## WORK TO COMPLETE
Go through the entries and write each one out again unchanged.

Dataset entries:
....................

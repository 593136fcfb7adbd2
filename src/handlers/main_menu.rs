//! Main-menu keys: navigate the tree, expand/collapse, cycle modes, launch.

use crossterm::event::{KeyCode, KeyEvent};

use crate::app::{App, Mode, RemoteState};
use crate::entries::Entry;
use crate::launch::{self, RunMode};

use super::{step, KeyAction};

pub fn handle(app: &mut App, key: KeyEvent) -> (Mode, KeyAction) {
    match key.code {
        KeyCode::Char('q') | KeyCode::Esc => return (Mode::Main, KeyAction::Quit),
        KeyCode::Down | KeyCode::Char('j') => {
            app.selected = step(app.selected, app.rows.len(), true);
        }
        KeyCode::Up | KeyCode::Char('k') => {
            app.selected = step(app.selected, app.rows.len(), false);
        }
        KeyCode::Right | KeyCode::Char('l') => {
            set_expanded(app, true);
        }
        KeyCode::Left | KeyCode::Char('h') => {
            set_expanded(app, false);
        }
        KeyCode::Enter => {
            if let Some(entry) = selected_entry(app) {
                if entry.is_group() {
                    toggle_expanded(app);
                } else {
                    return (Mode::Main, launch_entry(app, &entry, false));
                }
            }
        }
        // Launch in a new window instead of taking over this terminal.
        KeyCode::Char('w') => {
            if let Some(entry) = selected_entry(app) {
                if !entry.is_group() {
                    return (Mode::Main, launch_entry(app, &entry, true));
                }
            }
        }
        KeyCode::Char('m') => app.cycle_run_mode(),
        KeyCode::Char('s') => app.cycle_startup_mode(),
        KeyCode::Char('d') => return (Mode::Main, KeyAction::ScanDiffs),
        KeyCode::Char('c') => return (Mode::ConfigMenu { selected: 0 }, KeyAction::Continue),
        KeyCode::Char('r') => {
            let mut repos = app.managed_paths();
            repos.sort();
            return (Mode::Remote(RemoteState::new(repos)), KeyAction::Continue);
        }
        KeyCode::Char('o') => {
            // Offered only while unclaimed managed repositories exist.
            if !app.other_managed().is_empty() {
                return (Mode::OtherManaged { selected: 0 }, KeyAction::Continue);
            }
        }
        _ => {}
    }
    (Mode::Main, KeyAction::Continue)
}

fn selected_entry(app: &App) -> Option<Entry> {
    let row = app.rows.get(app.selected)?;
    app.entry_at(&row.path).cloned()
}

fn set_expanded(app: &mut App, expanded: bool) {
    let Some(path) = app.rows.get(app.selected).map(|r| r.path.clone()) else {
        return;
    };
    if let Some(entry) = crate::entries::entry_at_mut(&mut app.config.entries, &path) {
        if entry.is_group() {
            entry.is_expanded = expanded;
        }
    }
    app.refresh_rows();
}

fn toggle_expanded(app: &mut App) {
    let expanded = app
        .rows
        .get(app.selected)
        .and_then(|r| app.entry_at(&r.path))
        .is_some_and(|e| e.is_expanded);
    set_expanded(app, !expanded);
}

/// Launch an entry with the current run and startup modes. Detached spawns
/// complete here; a foreground assistant is handed to the event loop.
pub(super) fn launch_entry(app: &mut App, entry: &Entry, detached: bool) -> KeyAction {
    let run_mode = RunMode::parse(app.current_run_mode_name());
    let startup = app.current_startup_mode().to_string();
    match launch::launch(entry, run_mode, &startup, &app.config.ides, &app.root, detached) {
        Ok(Some(plan)) => KeyAction::Launch(plan),
        Ok(None) => {
            app.status
                .success(format!("Launched {}", entry.display_name));
            KeyAction::Continue
        }
        Err(e) => {
            app.status.error(e.to_string());
            KeyAction::Continue
        }
    }
}

#[cfg(test)]
mod tests {
    use super::*;
    use crate::store::{RepoList, RunnerConfig, Store};
    use crossterm::event::KeyModifiers;

    fn key(code: KeyCode) -> KeyEvent {
        KeyEvent::new(code, KeyModifiers::NONE)
    }

    fn test_app(entries: Vec<Entry>, repos: &[&str]) -> (App, tempfile::TempDir) {
        let dir = tempfile::tempdir().unwrap();
        let state_dir = dir.path().join("state");
        let store = Store::new(&state_dir);
        let mut list = RepoList::default();
        list.replace(repos.iter().map(|s| (*s).to_string()).collect());
        store.save_repos(&list).unwrap();
        let config = RunnerConfig {
            entries,
            shortcut_prompt_shown: true,
            ..RunnerConfig::default()
        };
        store.save_config(&config).unwrap();
        (App::new(dir.path(), &state_dir, None), dir)
    }

    #[test]
    fn enter_on_group_toggles_expansion() {
        let mut group = Entry::group("g");
        group.children.push(Entry::repository("g/a"));
        let (mut app, _dir) = test_app(vec![group], &["g/a"]);
        assert_eq!(app.rows.len(), 2);

        let (mode, _) = handle(&mut app, key(KeyCode::Enter));
        assert!(matches!(mode, Mode::Main));
        assert_eq!(app.rows.len(), 1);
    }

    #[test]
    fn other_managed_key_is_withheld_when_everything_is_claimed() {
        let (mut app, _dir) = test_app(vec![Entry::repository("a")], &["a"]);
        let (mode, _) = handle(&mut app, key(KeyCode::Char('o')));
        assert!(matches!(mode, Mode::Main));
    }

    #[test]
    fn other_managed_key_opens_submenu_when_unclaimed_repos_exist() {
        let (mut app, _dir) = test_app(vec![Entry::repository("a")], &["a", "b"]);
        let (mode, _) = handle(&mut app, key(KeyCode::Char('o')));
        assert!(matches!(mode, Mode::OtherManaged { selected: 0 }));
    }

    #[test]
    fn launching_a_missing_path_reports_inline_and_stays_put() {
        let (mut app, _dir) = test_app(vec![Entry::repository("gone")], &["gone"]);
        let (mode, action) = handle(&mut app, key(KeyCode::Enter));
        assert!(matches!(mode, Mode::Main));
        assert!(matches!(action, KeyAction::Continue));
        assert!(app.status.current().is_some());
    }

    #[test]
    fn mode_cycle_keys_advance_indices() {
        let (mut app, _dir) = test_app(vec![], &[]);
        handle(&mut app, key(KeyCode::Char('m')));
        assert_eq!(app.mode_index, 1);
        handle(&mut app, key(KeyCode::Char('s')));
        assert_eq!(app.startup_index, 0); // single startup mode wraps to itself
    }
}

....................

## SOLUTION TO THIS PROBLEM
repository 593136fcfb7adbd2
filename src/handlers/main_menu.rs
//! Main-menu keys: navigate the tree, expand/collapse, cycle modes, launch.

use crossterm::event::{KeyCode, KeyEvent};

use crate::app::{App, Mode, RemoteState};
use crate::entries::Entry;
use crate::launch::{self, RunMode};

use super::{step, KeyAction};

pub fn handle(app: &mut App, key: KeyEvent) -> (Mode, KeyAction) {
    match key.code {
        KeyCode::Char('q') | KeyCode::Esc => return (Mode::Main, KeyAction::Quit),
        KeyCode::Down | KeyCode::Char('j') => {
            app.selected = step(app.selected, app.rows.len(), true);
        }
        KeyCode::Up | KeyCode::Char('k') => {
            app.selected = step(app.selected, app.rows.len(), false);
        }
        KeyCode::Right | KeyCode::Char('l') => {
            set_expanded(app, true);
        }
        KeyCode::Left | KeyCode::Char('h') => {
            set_expanded(app, false);
        }
        KeyCode::Enter => {
            if let Some(entry) = selected_entry(app) {
                if entry.is_group() {
                    toggle_expanded(app);
                } else {
                    return (Mode::Main, launch_entry(app, &entry, false));
                }
            }
        }
        // Launch in a new window instead of taking over this terminal.
        KeyCode::Char('w') => {
            if let Some(entry) = selected_entry(app) {
                if !entry.is_group() {
                    return (Mode::Main, launch_entry(app, &entry, true));
                }
            }
        }
        KeyCode::Char('m') => app.cycle_run_mode(),
        KeyCode::Char('s') => app.cycle_startup_mode(),
        KeyCode::Char('d') => return (Mode::Main, KeyAction::ScanDiffs),
        KeyCode::Char('c') => return (Mode::ConfigMenu { selected: 0 }, KeyAction::Continue),
        KeyCode::Char('r') => {
            let mut repos = app.managed_paths();
            repos.sort();
            return (Mode::Remote(RemoteState::new(repos)), KeyAction::Continue);
        }
        KeyCode::Char('o') => {
            // Offered only while unclaimed managed repositories exist.
            if !app.other_managed().is_empty() {
                return (Mode::OtherManaged { selected: 0 }, KeyAction::Continue);
            }
        }
        _ => {}
    }
    (Mode::Main, KeyAction::Continue)
}

fn selected_entry(app: &App) -> Option<Entry> {
    let row = app.rows.get(app.selected)?;
    app.entry_at(&row.path).cloned()
}

fn set_expanded(app: &mut App, expanded: bool) {
    let Some(path) = app.rows.get(app.selected).map(|r| r.path.clone()) else {
        return;
    };
    if let Some(entry) = crate::entries::entry_at_mut(&mut app.config.entries, &path) {
        if entry.is_group() {
            entry.is_expanded = expanded;
        }
    }
    app.refresh_rows();
}

fn toggle_expanded(app: &mut App) {
    let expanded = app
        .rows
        .get(app.selected)
        .and_then(|r| app.entry_at(&r.path))
        .is_some_and(|e| e.is_expanded);
    set_expanded(app, !expanded);
}

/// Launch an entry with the current run and startup modes. Detached spawns
/// complete here; a foreground assistant is handed to the event loop.
pub(super) fn launch_entry(app: &mut App, entry: &Entry, detached: bool) -> KeyAction {
    let run_mode = RunMode::parse(app.current_run_mode_name());
    let startup = app.current_startup_mode().to_string();
    match launch::launch(entry, run_mode, &startup, &app.config.ides, &app.root, detached) {
        Ok(Some(plan)) => KeyAction::Launch(plan),
        Ok(None) => {
            app.status
                .success(format!("Launched {}", entry.display_name));
            KeyAction::Continue
        }
        Err(e) => {
            app.status.error(e.to_string());
            KeyAction::Continue
        }
    }
}

#[cfg(test)]
mod tests {
    use super::*;
    use crate::store::{RepoList, RunnerConfig, Store};
    use crossterm::event::KeyModifiers;

    fn key(code: KeyCode) -> KeyEvent {
        KeyEvent::new(code, KeyModifiers::NONE)
    }

    fn test_app(entries: Vec<Entry>, repos: &[&str]) -> (App, tempfile::TempDir) {
        let dir = tempfile::tempdir().unwrap();
        let state_dir = dir.path().join("state");
        let store = Store::new(&state_dir);
        let mut list = RepoList::default();
        list.replace(repos.iter().map(|s| (*s).to_string()).collect());
        store.save_repos(&list).unwrap();
        let config = RunnerConfig {
            entries,
            shortcut_prompt_shown: true,
            ..RunnerConfig::default()
        };
        store.save_config(&config).unwrap();
        (App::new(dir.path(), &state_dir, None), dir)
    }

    #[test]
    fn enter_on_group_toggles_expansion() {
        let mut group = Entry::group("g");
        group.children.push(Entry::repository("g/a"));
        let (mut app, _dir) = test_app(vec![group], &["g/a"]);
        assert_eq!(app.rows.len(), 2);

        let (mode, _) = handle(&mut app, key(KeyCode::Enter));
        assert!(matches!(mode, Mode::Main));
        assert_eq!(app.rows.len(), 1);
    }

    #[test]
    fn other_managed_key_is_withheld_when_everything_is_claimed() {
        let (mut app, _dir) = test_app(vec![Entry::repository("a")], &["a"]);
        let (mode, _) = handle(&mut app, key(KeyCode::Char('o')));
        assert!(matches!(mode, Mode::Main));
    }

    #[test]
    fn other_managed_key_opens_submenu_when_unclaimed_repos_exist() {
        let (mut app, _dir) = test_app(vec![Entry::repository("a")], &["a", "b"]);
        let (mode, _) = handle(&mut app, key(KeyCode::Char('o')));
        assert!(matches!(mode, Mode::OtherManaged { selected: 0 }));
    }

    #[test]
    fn launching_a_missing_path_reports_inline_and_stays_put() {
        let (mut app, _dir) = test_app(vec![Entry::repository("gone")], &["gone"]);
        let (mode, action) = handle(&mut app, key(KeyCode::Enter));
        assert!(matches!(mode, Mode::Main));
        assert!(matches!(action, KeyAction::Continue));
        assert!(app.status.current().is_some());
    }

    #[test]
    fn mode_cycle_keys_advance_indices() {
        let (mut app, _dir) = test_app(vec![], &[]);
        handle(&mut app, key(KeyCode::Char('m')));
        assert_eq!(app.mode_index, 1);
        handle(&mut app, key(KeyCode::Char('s')));
        assert_eq!(app.startup_index, 0); // single startup mode wraps to itself
    }
}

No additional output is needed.